Thursday, June 23, 2011

Are Cows Green?

Beef and the environment: working together more than you thought.

My love for cattle and agriculture was a common topic with my University of Alberta residence floor friends this year on 5 Henday. Everyone knew I loved cows. And that I flew and drove all over to go do cow-related things. But I'm not entirely sure they understood why.

Here's a recent Facebook wall post I received from one of my residence friends from Vancouver, Rob.
" It occurs to me that I've never heard you out when it comes to cows. I assume they're bad for the environment from all the hipster/soy/lefty stuff I read but maybe I'm wrong? I'd enjoy hearing you out over some free range organic chicken in the future."
First, I laughed at this post. Clearly, Rob's a funny guy. But he also raises an important issue. The "hipster/soy/lefty stuff" he refers to are sources that show beef and agriculture in a negative light due to their environmental impact.

Often, they are largely opinion based. They also make sense to consumer. Cows make methane, methane is bad for Earth, therefore cows are bad and we should stop eating them. Logical sequence, right? Not quite.

Myth #1: Cows are destroying the ozone layer.
Fact: The contribution by cattle to global warming that may occur in the next 50-100 years is a little less than 2% (PubMed). Methane is a byproduct of ruminant digestion, which cattle, bison, sheep, and goats carry out. Ruminant digestion makes it possible for cattle to convert food not fit for human consumption, like grasses and rejected malting barley. Cattle are responsible for about 14% of global methane emissions (EPA), but that number is declining. The more efficient cattle can be raised, the less methane they produce.

Steers chowing down at XTC Herefords.

Myth #2: Modern beef cattle are far worse for the environment than those raised decades ago.
Fact: Advancements to cattle production, such as how fast they grow, how much weight they gain, and how much time they need to reach market weight are accomplished through genetic selection and a lot of scientific research. Most consumers think the more modified the cow, the worse they are for the environment. 

Actually, it works the opposite way. A Washington State University study found that a pound of beef raised in 2007 used 20 percent less feed, 30 percent less land, 14 percent less water and 9 percent less fossil fuel energy than in 1977, while also generating 18 percent fewer carbon emissions. (Explore Beef- Stewardship). What this means is that fewer resources and a smaller carbon footprint are being used to give consumers more beef. In the early 1900's, it took between three to five years to produce an 843 pound beef carcass in Western Canada. Today, it takes less than 24 months.(Canadian Beef and the Environment)
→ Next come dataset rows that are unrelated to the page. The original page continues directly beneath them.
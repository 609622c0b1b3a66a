//! Audio settings for the cadence audio system.
//!
//! This crate is the configuration source the audio system reads when it
//! opens a device: which backend and device to use, the requested stream
//! format and the scheduling hints passed through to the backend.
//!
//! # Features
//!
//! - **Settings**: [`AudioSettings`] with documented defaults for every key
//! - **Persistence**: Load and save settings as TOML
//! - **Validation**: Range checks before a device is ever touched
//! - **Paths**: Platform-specific config directory (`std` feature)
//!
//! # Example
//!
//! ```rust,no_run
//! use cadence_config::{AudioSettings, settings_path};
//!
//! // Missing file falls back to defaults; a malformed one is an error
//! let mut settings = AudioSettings::load_or_default(settings_path()).unwrap();
//!
//! settings.block_size = 256;
//! settings.validate().unwrap();
//! settings.save(settings_path()).unwrap();
//!
//! let request = settings.stream_request();
//! assert_eq!(request.block_size, 256);
//! ```

mod error;
mod request;
mod settings;

/// Platform-specific paths for configuration files.
#[cfg(feature = "std")]
pub mod paths;

pub use error::ConfigError;
pub use request::{OpenRequest, StreamOptions};
pub use settings::{
    AudioSettings, BACKEND_DEFAULT, BACKEND_DUMMY, BIT_DEPTHS, BLOCK_SIZE_RANGE,
    BUFFER_COUNT_RANGE, SAMPLE_RATE_RANGE,
};

#[cfg(feature = "std")]
pub use paths::{ensure_user_config_dir, settings_path, user_config_dir};
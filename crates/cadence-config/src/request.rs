//! Stream open request handed to an audio device.

/// Scheduling and access hints a backend honours when it can.
///
/// Hints a host cannot express are ignored by the backend, never an error.
#[derive(Debug, Clone, Copy, PartialEq, Eq, Default)]
pub struct StreamOptions {
    /// Ask for real-time priority on the audio thread.
    pub realtime: bool,
    /// Ask for exclusive access to the device.
    pub exclusive: bool,
    /// Prefer the smallest buffer the device supports.
    pub low_latency: bool,
}

/// Requested stream format and device selection.
///
/// The device may negotiate a different block size, sample rate or channel
/// layout. Callers read the negotiated values back from the device instead
/// of assuming the request was honoured.
#[derive(Debug, Clone, PartialEq, Eq)]
pub struct OpenRequest {
    /// Sample width in bits.
    pub bit_depth: u16,
    /// Sample rate in Hz.
    pub sample_rate: u32,
    /// Frames per hardware block.
    pub block_size: u32,
    /// Number of hardware buffers in the ring, where the backend exposes it.
    pub buffer_count: u32,
    /// Output device selector (index, exact or partial name). `None` is the backend default.
    pub device: Option<String>,
    /// Input device selector. `None` is the backend default input.
    pub input_device: Option<String>,
    /// Open an input stream alongside the output.
    pub enable_input: bool,
    /// Scheduling and access hints.
    pub options: StreamOptions,
}

impl OpenRequest {
    /// Creates a request for the given format on the default devices.
    pub fn new(bit_depth: u16, sample_rate: u32, block_size: u32) -> Self {
        Self {
            bit_depth,
            sample_rate,
            block_size,
            ..Self::default()
        }
    }

    /// Selects the output device.
    pub fn with_device(mut self, device: impl Into<String>) -> Self {
        self.device = Some(device.into());
        self
    }

    /// Disables or enables the input stream.
    pub fn with_input(mut self, enable: bool) -> Self {
        self.enable_input = enable;
        self
    }

    /// Duration of one block in seconds.
    pub fn block_duration(&self) -> f64 {
        if self.sample_rate == 0 {
            return 0.0;
        }
        f64::from(self.block_size) / f64::from(self.sample_rate)
    }
}

impl Default for OpenRequest {
    fn default() -> Self {
        crate::AudioSettings::default().stream_request()
    }
}
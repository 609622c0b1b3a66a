//! Audio system orchestrator.
//!
//! [`AudioSystem`] owns the active [`AudioDevice`], the input/output
//! [`SampleBuffer`]s sized to the negotiated block, and the processing graph.
//! It bridges the device's real-time callback to the graph and exposes
//! lifecycle, suspend/resume and error-state controls to the control thread.
//!
//! ## Threads
//!
//! ```text
//!  control thread                         audio thread
//!  ──────────────                         ────────────
//!  report_error ──► AudioErrorFlag ◄──── checked first, lock-free
//!  suspend / resume ──► Status ◄───────── open, suspended: lock-free
//!  state / format ────► Status
//!  start / stop ────────────┐        ┌── process_block (try_lock)
//!  set_processor (swap)     ├─ Mutex ┤     clear output
//!                           │ Engine │     deinterleave → graph → interleave
//!                           └────────┘
//! ```
//!
//! One mutex guards {device, buffers, processor}. The control thread takes
//! it with a blocking lock and holds it across device open/start/stop/close,
//! which serializes concurrent control calls. The audio thread only ever
//! uses `try_lock`: if the control thread holds the lock the block is
//! emitted as silence instead of waiting. This keeps the callback wait-free
//! and lets `close` join a backend's audio thread while the lock is held.
//!
//! Status queries never touch the engine lock, so polling them from a UI
//! cannot silence a block. A new graph is prepared outside the lock and only
//! the swap happens under it.
//!
//! ## State Machine
//!
//! ```text
//! Closed ──start()──► Running ──stop()──► Closed
//! Running ──suspend()──► Suspended ──resume()──► Running
//! Running | Suspended ──fatal error──► Error ──stop(), start()──► Running
//! ```

use cadence_config::AudioSettings;
use cadence_core::{AudioProcess, ProcessSetup, SampleBuffer};
use parking_lot::Mutex;
use std::sync::atomic::{AtomicBool, Ordering};
use std::sync::{Arc, Weak};

use crate::device::{AudioDevice, BlockInfo, DataCallback, ErrorCallback, Severity, StreamError, StreamFormat};
use crate::{CpalDevice, DummyDevice, Error, Result, devices};

/// Shared "device is unusable" flag.
///
/// Raised by fatal stream errors from any thread and checked lock-free at
/// the top of every data callback. Cleared only when
/// [`AudioSystem::start`] begins a new attempt.
#[derive(Debug, Clone, Default)]
pub struct AudioErrorFlag(Arc<AtomicBool>);

impl AudioErrorFlag {
    /// Returns `true` while audio is unavailable.
    #[inline]
    pub fn is_set(&self) -> bool {
        self.0.load(Ordering::Acquire)
    }

    /// Marks audio as unavailable.
    pub fn raise(&self) {
        self.0.store(true, Ordering::Release);
    }

    fn clear(&self) {
        self.0.store(false, Ordering::Release);
    }
}

/// Observable lifecycle state.
#[derive(Debug, Clone, Copy, PartialEq, Eq)]
pub enum SystemState {
    /// No device held.
    Closed,
    /// Device running, graph invoked every block.
    Running,
    /// Device running, blocks emitted as silence.
    Suspended,
    /// A fatal error was reported; silence until stop and start.
    Error,
}

/// Creates devices for the audio system.
///
/// Swapped out in tests to inject devices that renegotiate or fail.
pub trait DeviceFactory: Send + Sync {
    /// Instantiate the device the settings select. The device is not opened.
    fn create(&self, settings: &AudioSettings) -> Result<Box<dyn AudioDevice>>;

    /// Report whether a device is currently available.
    fn probe(&self, backend: &str, device: Option<&str>) -> Result<bool> {
        devices::probe_device(backend, device)
    }
}

/// Default factory: [`DummyDevice`] for `"dummy"`, [`CpalDevice`] otherwise.
#[derive(Debug, Clone, Copy, Default)]
pub struct BackendFactory;

impl DeviceFactory for BackendFactory {
    fn create(&self, settings: &AudioSettings) -> Result<Box<dyn AudioDevice>> {
        if settings.is_dummy() {
            Ok(Box::new(DummyDevice::new()))
        } else {
            Ok(Box::new(CpalDevice::new(&settings.backend)?))
        }
    }
}

/// Lifecycle state readable without the coordination lock.
///
/// Written by the control thread while it holds the engine lock.
#[derive(Default)]
struct Status {
    open: AtomicBool,
    suspended: AtomicBool,
    format: Mutex<Option<StreamFormat>>,
}
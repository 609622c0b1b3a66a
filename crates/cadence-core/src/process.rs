//! Processing-graph entry point.
//!
//! The audio system does not know what it is playing. Each hardware block it
//! hands an input [`SampleBuffer`] and an output [`SampleBuffer`] to whatever
//! implements [`AudioProcess`] (typically the active document's signal chain)
//! and copies the output back to the device.
//!
//! ## Contract
//!
//! - [`process()`](AudioProcess::process) runs on the real-time thread. It must
//!   finish within `block_size / sample_rate` seconds, must not allocate, lock,
//!   log or panic, and must write all `frames` samples of every output channel.
//! - [`prepare()`](AudioProcess::prepare) runs on the control thread after the
//!   stream format is (re)negotiated and before audio starts flowing.
//!
//! ## Object Safety
//!
//! The trait is object-safe; the audio system stores `Box<dyn AudioProcess>`
//! so the graph can be swapped at runtime.

use crate::SampleBuffer;

#[cfg(not(feature = "std"))]
use alloc::boxed::Box;

/// Negotiated stream layout handed to [`AudioProcess::prepare`].
#[derive(Debug, Clone, Copy, PartialEq)]
pub struct ProcessSetup {
    /// Sample rate in Hz.
    pub sample_rate: f64,
    /// Maximum frames per [`process()`](AudioProcess::process) call.
    pub block_size: usize,
    /// Channels in the input buffer.
    pub input_channels: usize,
    /// Channels in the output buffer.
    pub output_channels: usize,
}

/// A processing graph driven by the audio callback.
///
/// # Example
///
/// ```rust
/// use cadence_core::{AudioProcess, SampleBuffer};
///
/// struct Invert;
///
/// impl AudioProcess for Invert {
///     fn process(&mut self, input: &SampleBuffer, output: &mut SampleBuffer, frames: usize, _time: f64) {
///         for (src, dst) in input.iter_channels().zip(output.iter_channels_mut()) {
///             for (s, d) in src[..frames].iter().zip(&mut dst[..frames]) {
///                 *d = -*s;
///             }
///         }
///     }
/// }
/// ```
pub trait AudioProcess: Send {
    /// Processes one block.
    ///
    /// # Arguments
    /// * `input` - Captured input, valid for `0..frames` in every channel
    /// * `output` - Output to fill for `0..frames` in every channel
    /// * `frames` - Frames in this block, at most `block_size`
    /// * `stream_time` - Stream position in seconds of the first frame
    fn process(&mut self, input: &SampleBuffer, output: &mut SampleBuffer, frames: usize, stream_time: f64);

    /// Called when the stream format is known, before the first block.
    ///
    /// Default does nothing.
    fn prepare(&mut self, setup: &ProcessSetup) {
        let _ = setup;
    }
}

impl<P: AudioProcess + ?Sized> AudioProcess for Box<P> {
    fn process(&mut self, input: &SampleBuffer, output: &mut SampleBuffer, frames: usize, stream_time: f64) {
        (**self).process(input, output, frames, stream_time);
    }

    fn prepare(&mut self, setup: &ProcessSetup) {
        (**self).prepare(setup);
    }
}

/// [`AudioProcess`] backed by a closure. Build with [`from_fn`].
pub struct ProcessFn<F> {
    f: F,
}

/// Wraps a closure as an [`AudioProcess`].
///
/// ```rust
/// use cadence_core::{from_fn, AudioProcess, SampleBuffer};
///
/// let mut silence = from_fn(|_input: &SampleBuffer, output: &mut SampleBuffer, _frames, _time| {
///     output.clear();
/// });
/// let input = SampleBuffer::with_size(1, 4);
/// let mut output = SampleBuffer::with_size(1, 4);
/// silence.process(&input, &mut output, 4, 0.0);
/// ```
pub fn from_fn<F>(f: F) -> ProcessFn<F>
where
    F: FnMut(&SampleBuffer, &mut SampleBuffer, usize, f64) + Send,
{
    ProcessFn { f }
}

impl<F> AudioProcess for ProcessFn<F>
where
    F: FnMut(&SampleBuffer, &mut SampleBuffer, usize, f64) + Send,
{
    #[inline]
    fn process(&mut self, input: &SampleBuffer, output: &mut SampleBuffer, frames: usize, stream_time: f64) {
        (self.f)(input, output, frames, stream_time);
    }
}

/// Copies input channels straight to output channels.
///
/// Output channels without a matching input are silenced.
#[derive(Debug, Clone, Copy, Default)]
pub struct Passthrough;

impl AudioProcess for Passthrough {
    fn process(&mut self, input: &SampleBuffer, output: &mut SampleBuffer, frames: usize, _stream_time: f64) {
        let mut inputs = input.iter_channels();
        for dst in output.iter_channels_mut() {
            let frames = frames.min(dst.len());
            match inputs.next() {
                Some(src) => {
                    let frames = frames.min(src.len());
                    dst[..frames].copy_from_slice(&src[..frames]);
                }
                None => dst[..frames].fill(0.0),
            }
        }
    }
}
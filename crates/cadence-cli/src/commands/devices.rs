//! Audio device management command.

use cadence_config::BACKEND_DEFAULT;
use cadence_io::{available_backends, list_devices, probe_device};
use clap::{Args, Subcommand};

#[derive(Args)]
pub struct DevicesArgs {
    #[command(subcommand)]
    command: Option<DevicesCommand>,
}

#[derive(Subcommand)]
enum DevicesCommand {
    /// List the devices of a backend
    List {
        /// Backend to query ("default", "dummy", or a host such as "alsa" or "jack")
        #[arg(short, long, default_value = BACKEND_DEFAULT)]
        backend: String,
    },

    /// Check whether a device is available without opening a stream
    Probe {
        /// Backend to query
        #[arg(short, long)]
        backend: String,

        /// Device index, exact name or partial name (default output if omitted)
        #[arg(short, long)]
        device: Option<String>,
    },

    /// List the backends usable on this machine
    Backends,
}

pub fn run(args: DevicesArgs) -> anyhow::Result<()> {
    match args.command.unwrap_or(DevicesCommand::List {
        backend: BACKEND_DEFAULT.to_string(),
    }) {
        DevicesCommand::List { backend } => {
            let devices = list_devices(&backend)?;

            if devices.is_empty() {
                println!("No audio devices found for backend '{backend}'.");
                return Ok(());
            }

            println!("Audio Devices ({backend})");
            println!("=======================\n");

            let inputs: Vec<_> = devices.iter().filter(|d| d.is_input).collect();
            if !inputs.is_empty() {
                println!("Input Devices:");
                for (idx, device) in inputs.iter().enumerate() {
                    let also_output = if device.is_output { " (also output)" } else { "" };
                    println!(
                        "  [{}] {} ({} Hz){}",
                        idx, device.name, device.default_sample_rate, also_output
                    );
                }
                println!();
            }

            let outputs: Vec<_> = devices.iter().filter(|d| d.is_output).collect();
            if !outputs.is_empty() {
                println!("Output Devices:");
                for (idx, device) in outputs.iter().enumerate() {
                    let also_input = if device.is_input { " (also input)" } else { "" };
                    println!(
                        "  [{}] {} ({} Hz){}",
                        idx, device.name, device.default_sample_rate, also_input
                    );
                }
                println!();
            }

            println!("Total: {} input(s), {} output(s)", inputs.len(), outputs.len());
            println!();
            println!("Tip: select a device by index or partial name:");
            println!("  cadence run --backend {backend} --device 0");
            println!("  cadence run --backend {backend} --device \"USB\"");
        }

        DevicesCommand::Probe { backend, device } => {
            let label = device.as_deref().unwrap_or("default output");
            if probe_device(&backend, device.as_deref())? {
                println!("{backend}: {label} is available");
            } else {
                anyhow::bail!("{backend}: {label} is not available");
            }
        }

        DevicesCommand::Backends => {
            println!("Available Backends");
            println!("==================\n");
            for backend in available_backends() {
                println!("  {backend}");
            }
            println!();
            println!("  ({BACKEND_DEFAULT} selects the platform's default host)");
        }
    }

    Ok(())
}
Myth #3: Grass fed cattle emit far less methane.
"Grain-fed cattle produce 38% fewer greenhouse gas emissions than grass-fed cattle." -John Robbins

Grassfed cattle are cited in many sources as to be higher methane producers, including this Pro-Grassfed article by John Robbins. More efficient cattle will produce less methane in their lifetime. Keep in mind, there are many studies out there about methane emissions and cattle. This is one study. If you have a conflicting one, I'd love to see it and compare.

Myth #4: Cattle don't do anything good for the environment.
Grazing cattle on non-arable land (land that cannot produce crops or be developed), like coulees and rolling hills, is a practise that ensures the land used to raise cattle is not taking land away from other purposes. If we did not have cattle on this land eating the grass and walking on it, we would have large erosion and plant decay problems. Plants need to have constant regrowth in order to stay rooted in the soil and keep the soil from blowing away.

So, what's your point?

The environmental impact of cattle does exist, but farmers and ranchers are working hard to become more sustainable and environmentally friendly each day. It is in the best interest of livestock producers to get cattle to market in a short time using the least input, which in turn produces less gas, uses less fuel, water and other natural resources.

I believe that when taken together, the facts prove that not raising cattle would cause greater environmental harm than raising them for meat.

What do you think?


  1. Awesome myth busting Rosie!

  2. Nice post to get the real facts out there.

  3. Thanks for reading. The more educated people can be about our side of the story, the better!